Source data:
------------------------------------------------------------------------

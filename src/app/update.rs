use crate::app::model::{Focus, ToastLevel};
use crate::app::Model;
use crate::editor::LineCursor;
use crate::todo::{ItemId, SubmitOutcome};

/// All possible events and actions in the application.
///
/// These represent user input, system events, and internal actions.
#[derive(Debug, Clone, PartialEq, Eq)]
pub enum Message {
    // Draft editing
    /// Insert a character at the cursor
    InsertChar(char),
    /// Insert pasted text at the cursor
    Paste(String),
    /// Delete character before cursor (Backspace)
    DeleteBack,
    /// Delete character at cursor (Delete)
    DeleteForward,
    /// Delete the word before the cursor (Ctrl+W)
    DeleteWordBack,
    /// Delete everything before the cursor (Ctrl+U)
    ClearToStart,
    CursorLeft,
    CursorRight,
    CursorHome,
    CursorEnd,
    CursorWordLeft,
    CursorWordRight,

    // To-do operations
    /// Add the draft as a new item, or commit the edit in progress
    Submit,
    /// Load an item into the draft for editing
    BeginEdit(ItemId),
    /// Delete an item
    Remove(ItemId),

    // List
    SelectUp,
    SelectDown,
    SelectFirst,
    SelectLast,
    /// Highlight a specific row (mouse click)
    Select(usize),
    /// Scroll the list up by n rows
    ScrollUp(usize),
    /// Scroll the list down by n rows
    ScrollDown(usize),
    PageUp,
    PageDown,

    // Focus
    FocusInput,
    FocusList,
    SwitchFocus,

    /// Toggle help overlay
    ToggleHelp,
    /// Hide help overlay
    HideHelp,

    // Window
    /// Terminal resized
    Resize(u16, u16),
    /// Clear and repaint the whole screen
    Redraw,

    // Application
    /// Quit the application
    Quit,
}

/// Pure function that updates the model based on a message.
///
/// This is the core of TEA - all state transitions happen here.
/// No side effects should occur in this function.
pub fn update(mut model: Model, msg: Message) -> Model {
    // Explicit scrolling may move the highlighted row off screen.
    let follow_selection = !matches!(
        msg,
        Message::ScrollUp(_) | Message::ScrollDown(_) | Message::PageUp | Message::PageDown
    );

    match msg {
        // Draft editing
        Message::InsertChar(ch) => {
            let text = model.cursor.insert_char(model.todos.draft(), ch);
            model.todos.set_draft(text);
        }
        Message::Paste(pasted) => {
            let text = model.cursor.insert_str(model.todos.draft(), &pasted);
            model.todos.set_draft(text);
        }
        Message::DeleteBack => {
            if let Some(text) = model.cursor.delete_back(model.todos.draft()) {
                model.todos.set_draft(text);
            }
        }
        Message::DeleteForward => {
            if let Some(text) = model.cursor.delete_forward(model.todos.draft()) {
                model.todos.set_draft(text);
            }
        }
        Message::DeleteWordBack => {
            if let Some(text) = model.cursor.delete_word_back(model.todos.draft()) {
                model.todos.set_draft(text);
            }
        }
        Message::ClearToStart => {
            if let Some(text) = model.cursor.clear_to_start(model.todos.draft()) {
                model.todos.set_draft(text);
            }
        }
        Message::CursorLeft => model.cursor.move_left(model.todos.draft()),
        Message::CursorRight => model.cursor.move_right(model.todos.draft()),
        Message::CursorHome => model.cursor.move_home(),
        Message::CursorEnd => model.cursor.move_end(model.todos.draft()),
        Message::CursorWordLeft => model.cursor.move_word_left(model.todos.draft()),
        Message::CursorWordRight => model.cursor.move_word_right(model.todos.draft()),

        // To-do operations
        Message::Submit => match model.todos.submit() {
            SubmitOutcome::Ignored => {}
            SubmitOutcome::Added(id) => {
                model.cursor = LineCursor::new();
                model.selected = model.todos.position(id);
                model.show_toast(ToastLevel::Info, model.labels.added);
            }
            SubmitOutcome::Updated(id) => {
                model.cursor = LineCursor::new();
                model.selected = model.todos.position(id);
                model.show_toast(ToastLevel::Info, model.labels.updated);
            }
        },
        Message::BeginEdit(id) => {
            if model.todos.begin_edit(id) {
                model.cursor = LineCursor::at_end(model.todos.draft());
                model.selected = model.todos.position(id);
                model.focus = Focus::Input;
            }
        }
        Message::Remove(id) => {
            if model.todos.remove(id).is_some() {
                model.show_toast(ToastLevel::Info, model.labels.deleted);
            }
        }

        // List
        Message::SelectUp => {
            model.selected = Some(model.selected.map_or(0, |row| row.saturating_sub(1)));
        }
        Message::SelectDown => {
            model.selected = Some(model.selected.map_or(0, |row| row + 1));
        }
        Message::SelectFirst => model.selected = Some(0),
        Message::SelectLast => model.selected = model.todos.len().checked_sub(1),
        Message::Select(row) => {
            model.selected = Some(row);
            model.focus = Focus::List;
        }
        Message::ScrollUp(n) => model.list_view.scroll_up(n),
        Message::ScrollDown(n) => model.list_view.scroll_down(n),
        Message::PageUp => model.list_view.page_up(),
        Message::PageDown => model.list_view.page_down(),

        // Focus
        Message::FocusInput => model.focus = Focus::Input,
        Message::FocusList => focus_list(&mut model),
        Message::SwitchFocus => match model.focus {
            Focus::Input => focus_list(&mut model),
            Focus::List => model.focus = Focus::Input,
        },

        Message::ToggleHelp => model.help_visible = !model.help_visible,
        Message::HideHelp => model.help_visible = false,

        // Window
        Message::Resize(width, height) => model.resize(width, height),
        Message::Redraw => model.request_clear(),

        // Application
        Message::Quit => model.should_quit = true,
    }
    model.sync_view(follow_selection);
    model
}

fn focus_list(model: &mut Model) {
    model.focus = Focus::List;
    if model.selected.is_none() && !model.todos.is_empty() {
        model.selected = Some(0);
    }
}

------------------------------------------------------------------------

**What you should do**
All entries are to be returned word for word.

**Exercise answer**
filename src/app/update.rs
use crate::app::model::{Focus, ToastLevel};
use crate::app::Model;
use crate::editor::LineCursor;
use crate::todo::{ItemId, SubmitOutcome};

/// All possible events and actions in the application.
///
/// These represent user input, system events, and internal actions.
#[derive(Debug, Clone, PartialEq, Eq)]
pub enum Message {
    // Draft editing
    /// Insert a character at the cursor
    InsertChar(char),
    /// Insert pasted text at the cursor
    Paste(String),
    /// Delete character before cursor (Backspace)
    DeleteBack,
    /// Delete character at cursor (Delete)
    DeleteForward,
    /// Delete the word before the cursor (Ctrl+W)
    DeleteWordBack,
    /// Delete everything before the cursor (Ctrl+U)
    ClearToStart,
    CursorLeft,
    CursorRight,
    CursorHome,
    CursorEnd,
    CursorWordLeft,
    CursorWordRight,

    // To-do operations
    /// Add the draft as a new item, or commit the edit in progress
    Submit,
    /// Load an item into the draft for editing
    BeginEdit(ItemId),
    /// Delete an item
    Remove(ItemId),

    // List
    SelectUp,
    SelectDown,
    SelectFirst,
    SelectLast,
    /// Highlight a specific row (mouse click)
    Select(usize),
    /// Scroll the list up by n rows
    ScrollUp(usize),
    /// Scroll the list down by n rows
    ScrollDown(usize),
    PageUp,
    PageDown,

    // Focus
    FocusInput,
    FocusList,
    SwitchFocus,

    /// Toggle help overlay
    ToggleHelp,
    /// Hide help overlay
    HideHelp,

    // Window
    /// Terminal resized
    Resize(u16, u16),
    /// Clear and repaint the whole screen
    Redraw,

    // Application
    /// Quit the application
    Quit,
}

/// Pure function that updates the model based on a message.
///
/// This is the core of TEA - all state transitions happen here.
/// No side effects should occur in this function.
pub fn update(mut model: Model, msg: Message) -> Model {
    // Explicit scrolling may move the highlighted row off screen.
    let follow_selection = !matches!(
        msg,
        Message::ScrollUp(_) | Message::ScrollDown(_) | Message::PageUp | Message::PageDown
    );

    match msg {
        // Draft editing
        Message::InsertChar(ch) => {
            let text = model.cursor.insert_char(model.todos.draft(), ch);
            model.todos.set_draft(text);
        }
        Message::Paste(pasted) => {
            let text = model.cursor.insert_str(model.todos.draft(), &pasted);
            model.todos.set_draft(text);
        }
        Message::DeleteBack => {
            if let Some(text) = model.cursor.delete_back(model.todos.draft()) {
                model.todos.set_draft(text);
            }
        }
        Message::DeleteForward => {
            if let Some(text) = model.cursor.delete_forward(model.todos.draft()) {
                model.todos.set_draft(text);
            }
        }
        Message::DeleteWordBack => {
            if let Some(text) = model.cursor.delete_word_back(model.todos.draft()) {
                model.todos.set_draft(text);
            }
        }
        Message::ClearToStart => {
            if let Some(text) = model.cursor.clear_to_start(model.todos.draft()) {
                model.todos.set_draft(text);
            }
        }
        Message::CursorLeft => model.cursor.move_left(model.todos.draft()),
        Message::CursorRight => model.cursor.move_right(model.todos.draft()),
        Message::CursorHome => model.cursor.move_home(),
        Message::CursorEnd => model.cursor.move_end(model.todos.draft()),
        Message::CursorWordLeft => model.cursor.move_word_left(model.todos.draft()),
        Message::CursorWordRight => model.cursor.move_word_right(model.todos.draft()),

        // To-do operations
        Message::Submit => match model.todos.submit() {
            SubmitOutcome::Ignored => {}
            SubmitOutcome::Added(id) => {
                model.cursor = LineCursor::new();
                model.selected = model.todos.position(id);
                model.show_toast(ToastLevel::Info, model.labels.added);
            }
            SubmitOutcome::Updated(id) => {
                model.cursor = LineCursor::new();
                model.selected = model.todos.position(id);
                model.show_toast(ToastLevel::Info, model.labels.updated);
            }
        },
        Message::BeginEdit(id) => {
            if model.todos.begin_edit(id) {
                model.cursor = LineCursor::at_end(model.todos.draft());
                model.selected = model.todos.position(id);
                model.focus = Focus::Input;
            }
        }
        Message::Remove(id) => {
            if model.todos.remove(id).is_some() {
                model.show_toast(ToastLevel::Info, model.labels.deleted);
            }
        }

        // List
        Message::SelectUp => {
            model.selected = Some(model.selected.map_or(0, |row| row.saturating_sub(1)));
        }
        Message::SelectDown => {
            model.selected = Some(model.selected.map_or(0, |row| row + 1));
        }
        Message::SelectFirst => model.selected = Some(0),
        Message::SelectLast => model.selected = model.todos.len().checked_sub(1),
        Message::Select(row) => {
            model.selected = Some(row);
            model.focus = Focus::List;
        }
        Message::ScrollUp(n) => model.list_view.scroll_up(n),
        Message::ScrollDown(n) => model.list_view.scroll_down(n),
        Message::PageUp => model.list_view.page_up(),
        Message::PageDown => model.list_view.page_down(),

        // Focus
        Message::FocusInput => model.focus = Focus::Input,
        Message::FocusList => focus_list(&mut model),
        Message::SwitchFocus => match model.focus {
            Focus::Input => focus_list(&mut model),
            Focus::List => model.focus = Focus::Input,
        },

        Message::ToggleHelp => model.help_visible = !model.help_visible,
        Message::HideHelp => model.help_visible = false,

        // Window
        Message::Resize(width, height) => model.resize(width, height),
        Message::Redraw => model.request_clear(),

        // Application
        Message::Quit => model.should_quit = true,
    }
    model.sync_view(follow_selection);
    model
}

fn focus_list(model: &mut Model) {
    model.focus = Focus::List;
    if model.selected.is_none() && !model.todos.is_empty() {
        model.selected = Some(0);
    }
}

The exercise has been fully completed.